YOUR GOAL:
The answer is every line of the records that holds the word "Debug", copied in full.
※ ※ ※
use std::collections::HashMap;
use std::fs;
use std::io;
use std::path::{Path, PathBuf};
use std::sync::RwLock;

use serde_json::{Map, Value};
use thiserror::Error;

#[derive(Debug, Error)]
pub enum PreferenceError {
    #[error("preference suite {path} is unreadable: {reason}")]
    Unreadable { path: String, reason: String },
    #[error("preference suite {path} is corrupt: {reason}")]
    Corrupt { path: String, reason: String },
}

/// Read-only view of a preference suite written by the catalog tool.
pub trait PreferenceStore: Send + Sync {
    fn string(&self, key: &str) -> Option<String>;
    fn integer(&self, key: &str) -> Option<i64>;
    /// Raw bytes of a blob value.
    ///
    /// `Ok(None)` means the suite or the key does not exist; a suite that
    /// exists but cannot be parsed is an error.
    fn data(&self, key: &str) -> Result<Option<Vec<u8>>, PreferenceError>;
}

/// A suite stored as a single JSON object at `<dir>/<suite>.json`.
///
/// The file is re-read on every lookup so values written by the privileged
/// side are visible immediately.
#[derive(Clone, Debug)]
pub struct SuitePreferences {
    path: PathBuf,
}

impl SuitePreferences {
    pub fn new(dir: impl AsRef<Path>, suite: &str) -> Self {
        Self {
            path: dir.as_ref().join(format!("{}.json", suite)),
        }
    }

    pub fn path(&self) -> &Path {
        &self.path
    }

    fn load(&self) -> Result<Option<Map<String, Value>>, PreferenceError> {
        let content = match fs::read_to_string(&self.path) {
            Ok(content) => content,
            Err(err) if err.kind() == io::ErrorKind::NotFound => return Ok(None),
            Err(err) => {
                return Err(PreferenceError::Unreadable {
                    path: self.path.display().to_string(),
                    reason: err.to_string(),
                });
            }
        };
        match serde_json::from_str::<Value>(&content) {
            Ok(Value::Object(map)) => Ok(Some(map)),
            Ok(_) => Err(PreferenceError::Corrupt {
                path: self.path.display().to_string(),
                reason: "top-level value is not an object".to_string(),
            }),
            Err(err) => Err(PreferenceError::Corrupt {
                path: self.path.display().to_string(),
                reason: err.to_string(),
            }),
        }
    }

    fn value(&self, key: &str) -> Result<Option<Value>, PreferenceError> {
        Ok(self.load()?.and_then(|mut map| map.remove(key)))
    }

    /// Lookup for plain settings values, where a broken suite reads as unset.
    fn setting(&self, key: &str) -> Option<Value> {
        match self.value(key) {
            Ok(value) => value,
            Err(err) => {
                log::warn!("{}", err);
                None
            }
        }
    }
}

impl PreferenceStore for SuitePreferences {
    fn string(&self, key: &str) -> Option<String> {
        match self.setting(key)? {
            Value::String(text) => Some(text),
            _ => None,
        }
    }

    fn integer(&self, key: &str) -> Option<i64> {
        value_as_integer(&self.setting(key)?)
    }

    fn data(&self, key: &str) -> Result<Option<Vec<u8>>, PreferenceError> {
        Ok(self.value(key)?.and_then(value_as_data))
    }
}

/// Blobs are either a string holding serialized text or an inline JSON value.
fn value_as_data(value: Value) -> Option<Vec<u8>> {
    match value {
        Value::Null => None,
        Value::String(text) => Some(text.into_bytes()),
        other => serde_json::to_vec(&other).ok(),
    }
}

fn value_as_integer(value: &Value) -> Option<i64> {
    match value {
        Value::Number(number) => number.as_i64(),
        Value::String(text) => text.trim().parse().ok(),
        Value::Bool(flag) => Some(i64::from(*flag)),
        _ => None,
    }
}

/// In-process store, used when no suite file is wanted and in tests.
#[derive(Debug, Default)]
pub struct MemoryPreferences {
    values: RwLock<HashMap<String, Value>>,
}

impl MemoryPreferences {
    pub fn new() -> Self {
        Self::default()
    }

    pub fn set(&self, key: &str, value: Value) {
        if let Ok(mut values) = self.values.write() {
            values.insert(key.to_string(), value);
        }
    }

    pub fn remove(&self, key: &str) {
        if let Ok(mut values) = self.values.write() {
            values.remove(key);
        }
    }

    fn value(&self, key: &str) -> Option<Value> {
        self.values.read().ok()?.get(key).cloned()
    }
}

impl PreferenceStore for MemoryPreferences {
    fn string(&self, key: &str) -> Option<String> {
        match self.value(key)? {
            Value::String(text) => Some(text),
            _ => None,
        }
    }

    fn integer(&self, key: &str) -> Option<i64> {
        value_as_integer(&self.value(key)?)
    }

    fn data(&self, key: &str) -> Result<Option<Vec<u8>>, PreferenceError> {
        Ok(self.value(key).and_then(value_as_data))
    }
}
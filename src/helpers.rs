use chrono::{DateTime, Utc};

pub fn format_relative_time(timestamp: DateTime<Utc>) -> String {
    format_relative_time_from(timestamp, Utc::now())
}

pub fn format_relative_time_from(timestamp: DateTime<Utc>, now: DateTime<Utc>) -> String {
    let delta = now.signed_duration_since(timestamp);

    if delta.num_minutes() < 1 {
        return "just now".to_string();
    }

    if delta.num_hours() < 1 {
        let minutes = delta.num_minutes();
        return format!(
            "{} minute{} ago",
            minutes,
            if minutes == 1 { "" } else { "s" }
        );
    }

    if delta.num_hours() < 24 {
        let hours = delta.num_hours();
        return format!("{} hour{} ago", hours, if hours == 1 { "" } else { "s" });
    }

    let days = delta.num_days();
    if days < 7 {
        return format!("{} day{} ago", days, if days == 1 { "" } else { "s" });
    }

    let weeks = days / 7;
    if weeks < 5 {
        return format!("{} week{} ago", weeks, if weeks == 1 { "" } else { "s" });
    }

    let months = days / 30;
    if months < 12 {
        return format!("{} month{} ago", months, if months == 1 { "" } else { "s" });
    }

    let years = (days / 365).max(1);
    format!("{} year{} ago", years, if years == 1 { "" } else { "s" })
}

pub fn pending_summary(count: i64) -> String {
    match count {
        n if n <= 0 => "All apps are up to date.".to_string(),
        1 => "You have 1 app update available.".to_string(),
        n => format!("You have {} app updates available.", n),
    }
}

pub fn last_checked_text(last_check: Option<DateTime<Utc>>, loading: bool) -> String {
    if loading {
        return "Checking for app updates…".to_string();
    }
    match last_check {
        Some(timestamp) => format!("Last checked {}", format_relative_time(timestamp)),
        None => "Last checked: never".to_string(),
    }
}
※ ※ ※
EXPECTED ANSWER:
#[derive(Debug, Error)]
#[derive(Clone, Debug)]
#[derive(Debug, Default)]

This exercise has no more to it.